▶ **Exercise material**
━━━━━━━━━━

use std::collections::BTreeMap;

use anyhow::Result;
use indicatif::{MultiProgress, ProgressBar, ProgressStyle};
use serde::Serialize;

use super::command::{Cli, InfoArgs};
use crate::input::InputReader;
use crate::timestamp::ticks_str;
use ddvd::process::scan::{ScanReport, StreamScanner};
use ddvd::structs::pes::{PtsEncoding, SECTOR_SIZE};
use ddvd::structs::spu::SpuKind;

pub fn cmd_info(args: &InfoArgs, _cli: &Cli, multi: Option<&MultiProgress>) -> Result<()> {
    log::info!("Analyzing sector stream: {}", args.input.display());

    let encoding = args.pts_encoding.map(PtsEncoding::from).unwrap_or_default();
    let report = scan(args, encoding, multi)?;

    if report.sectors == 0 {
        println!("No complete sectors found in the input.");
        return Ok(());
    }

    if args.yaml {
        print!("{}", serde_yaml_ng::to_string(&InfoReport::new(&report, args.list_spu))?);
    } else {
        display_summary(&report);
        display_audio(&report);
        display_subpictures(&report);
        if args.list_spu {
            display_spu_list(&report);
        }
    }
    Ok(())
}

fn scan(args: &InfoArgs, encoding: PtsEncoding, multi: Option<&MultiProgress>) -> Result<ScanReport> {
    let mut input = InputReader::new(&args.input)?;
    let mut scanner = StreamScanner::new(encoding, args.list_spu);

    let pb = match multi {
        Some(multi) => {
            let pb = multi.add(ProgressBar::new_spinner());
            pb.set_style(ProgressStyle::with_template("{spinner:.green} {msg}")?);
            pb.enable_steady_tick(std::time::Duration::from_millis(100));
            pb.set_message("Scanning sectors...");
            Some(pb)
        }
        None => None,
    };

    input.process_sectors(|sector| {
        scanner.push_sector(sector);
        let count = scanner.report().sectors;
        if count.is_multiple_of(1000) {
            if let Some(ref pb) = pb {
                pb.set_message(format!("Scanning sectors...       {count}"));
            }
        }
        Ok(true)
    })?;

    if let Some(pb) = pb {
        pb.finish_and_clear();
    }
    Ok(scanner.finish())
}

fn display_summary(report: &ScanReport) {
    println!();
    println!("DVD Sector Stream Information");
    println!("=============================");
    println!();
    println!("Sectors");
    let bytes = report.sectors * SECTOR_SIZE as u64;
    println!(
        "  Total                     {} ({:.2} MB)",
        report.sectors,
        bytes as f64 / 1_000_000.0
    );
    println!("  Video                     {}", report.video_sectors);
    println!("  Audio                     {}", audio_sectors(report));
    println!("  Subpicture                {}", spu_sectors(report));
    println!("  Other PES                 {}", report.other_sectors);
    println!("  Without PES               {}", report.non_pes_sectors);
    println!();

    println!("Video");
    match (report.first_video_pts, report.last_video_pts) {
        (Some(first), Some(last)) => {
            println!("  First PTS                 {first} ({})", ticks_str(first));
            println!("  Last PTS                  {last} ({})", ticks_str(last));
            if let Some(duration) = report.video_duration() {
                println!("  Duration                  {}", ticks_str(duration));
            }
        }
        _ => println!("  No timestamped video"),
    }
    println!();
}

fn display_audio(report: &ScanReport) {
    println!("Audio Streams");
    if report.audio.is_empty() {
        println!("  None");
    }
    for (id, stats) in &report.audio {
        let first = stats
            .first_pts
            .map_or_else(|| "-".to_string(), ticks_str);
        println!(
            "  Stream {id}                  {:5} {:>8} sectors, first PTS {first}",
            stats.format.name(), stats.sectors
        );
    }
    println!();
}

fn display_subpictures(report: &ScanReport) {
    println!("Subpicture Streams");
    if report.subpicture.is_empty() {
        println!("  None");
    }
    for (id, stats) in &report.subpicture {
        println!(
            "  Stream {id:<2}                 {:>6} sectors, {} packets ({} subtitles, {} highlight masks, {} malformed)",
            stats.sectors,
            stats.packets(),
            stats.subtitles,
            stats.highlight_masks,
            stats.malformed
        );
    }
    println!();
}

fn display_spu_list(report: &ScanReport) {
    println!("Subpictures");
    for spu in &report.spu_list {
        let b = spu.bbox;
        let display = match spu.display_time {
            t if t < 0 => "until replaced".to_string(),
            t => format!("{}.{} s", t / 10, t % 10),
        };
        println!(
            "  {} stream {:<2} {:<14} ({:3},{:3})-({:3},{:3})  {display}",
            ticks_str(spu.pts),
            spu.stream_id,
            kind_name(spu.kind),
            b.x1,
            b.y1,
            b.x2,
            b.y2
        );
    }
    println!();
}

fn audio_sectors(report: &ScanReport) -> u64 {
    report.audio.values().map(|s| s.sectors).sum()
}

fn spu_sectors(report: &ScanReport) -> u64 {
    report.subpicture.values().map(|s| s.sectors).sum()
}

fn kind_name(kind: SpuKind) -> &'static str {
    match kind {
        SpuKind::Subtitle => "subtitle",
        SpuKind::HighlightMask => "highlight mask",
        SpuKind::Malformed => "malformed",
    }
}

#[derive(Debug, Serialize)]
struct InfoReport {
    sectors: u64,
    video_sectors: u64,
    other_sectors: u64,
    non_pes_sectors: u64,
    first_video_pts: Option<u64>,
    last_video_pts: Option<u64>,
    audio: BTreeMap<u8, AudioEntry>,
    subpicture: BTreeMap<u8, SpuEntry>,
    #[serde(skip_serializing_if = "Option::is_none")]
    spu_list: Option<Vec<SpuListEntry>>,
}

#[derive(Debug, Serialize)]
struct AudioEntry {
    format: String,
    sectors: u64,
    first_pts: Option<u64>,
}

#[derive(Debug, Serialize)]
struct SpuEntry {
    sectors: u64,
    packets: u64,
    subtitles: u64,
    highlight_masks: u64,
    malformed: u64,
}

#[derive(Debug, Serialize)]
struct SpuListEntry {
    stream: u8,
    pts: u64,
    kind: &'static str,
    bbox: [u16; 4],
    display_time: i32,
}

impl InfoReport {
    fn new(report: &ScanReport, list_spu: bool) -> Self {
        Self {
            sectors: report.sectors,
            video_sectors: report.video_sectors,
            other_sectors: report.other_sectors,
            non_pes_sectors: report.non_pes_sectors,
            first_video_pts: report.first_video_pts,
            last_video_pts: report.last_video_pts,
            audio: report
                .audio
                .iter()
                .map(|(id, s)| {
                    let entry = AudioEntry {
                        format: s.format.to_string(),
                        sectors: s.sectors,
                        first_pts: s.first_pts,
                    };
                    (*id, entry)
                })
                .collect(),
            subpicture: report
                .subpicture
                .iter()
                .map(|(id, s)| {
                    let entry = SpuEntry {
                        sectors: s.sectors,
                        packets: s.packets(),
                        subtitles: s.subtitles,
                        highlight_masks: s.highlight_masks,
                        malformed: s.malformed,
                    };
                    (*id, entry)
                })
                .collect(),
            spu_list: list_spu.then(|| {
                report
                    .spu_list
                    .iter()
                    .map(|r| SpuListEntry {
                        stream: r.stream_id,
                        pts: r.pts,
                        kind: kind_name(r.kind),
                        bbox: [r.bbox.x1, r.bbox.y1, r.bbox.x2, r.bbox.y2],
                        display_time: r.display_time,
                    })
                    .collect()
            }),
        }
    }
}
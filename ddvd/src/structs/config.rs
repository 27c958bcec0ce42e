//! Player configuration.

use crate::structs::pes::PtsEncoding;
use crate::structs::session::ResumeSnapshot;

#[derive(Debug, Default, Clone, Copy, PartialEq, Eq)]
pub enum TvAspect {
    #[default]
    Ratio4x3,
    Ratio16x9,
    Ratio16x10,
}

impl TvAspect {
    pub fn is_wide(self) -> bool {
        matches!(self, TvAspect::Ratio16x9 | TvAspect::Ratio16x10)
    }
}

/// How a 16:9 picture is fitted to the screen.
#[derive(Debug, Default, Clone, Copy, PartialEq, Eq)]
pub enum TvMode {
    #[default]
    Letterbox,
    PanScan,
    JustScale,
}

#[derive(Debug, Default, Clone, Copy, PartialEq, Eq)]
pub enum TvSystem {
    #[default]
    Pal,
    Ntsc,
}

#[derive(Debug, Default, Clone, Copy, PartialEq, Eq)]
pub enum ColorDepth {
    /// Palette indices, colours sent as `ColortableUpdate` events.
    #[default]
    Indexed8,
    Argb32,
}

/// Destination geometry of the overlay blit.
#[derive(Debug, Clone, Copy, PartialEq, Eq)]
pub struct BlitGeometry {
    pub x_offset: i32,
    pub y_offset: i32,
    pub width: i32,
    pub height: i32,
}

impl Default for BlitGeometry {
    fn default() -> Self {
        Self {
            x_offset: 0,
            y_offset: 0,
            width: 720,
            height: 576,
        }
    }
}

#[derive(Debug, Clone, PartialEq, Eq)]
pub struct PlayerConfig {
    /// Two-letter code for menu, audio and subtitle preference.
    pub language: String,
    pub tv_aspect: TvAspect,
    pub tv_mode: TvMode,
    pub tv_system: TvSystem,
    pub ac3_passthrough: bool,
    pub color_depth: ColorDepth,
    pub blit: BlitGeometry,
    pub dvd_path: String,
    pub pts_encoding: PtsEncoding,
    pub spu_ring_capacity: usize,
    /// Cross-PGC subpicture sync window in 90 kHz ticks.
    pub spu_sync_tolerance: u64,
    pub resume: Option<ResumeSnapshot>,
    /// Device errors at or above this severity abort the session.
    pub fail_level: log::Level,
}

impl Default for PlayerConfig {
    fn default() -> Self {
        Self {
            language: "en".into(),
            tv_aspect: TvAspect::default(),
            tv_mode: TvMode::default(),
            tv_system: TvSystem::default(),
            ac3_passthrough: false,
            color_depth: ColorDepth::default(),
            blit: BlitGeometry::default(),
            dvd_path: "/dev/cdroms/cdrom0".into(),
            pts_encoding: PtsEncoding::default(),
            spu_ring_capacity: 8,
            spu_sync_tolerance: 180_000,
            resume: None,
            fail_level: log::Level::Error,
        }
    }
}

━━━━━━━━━━

▶ **Task item**
In the material above, how many lines contain "stats"? Reply with only the number.

▶ **Response for this exercise**
9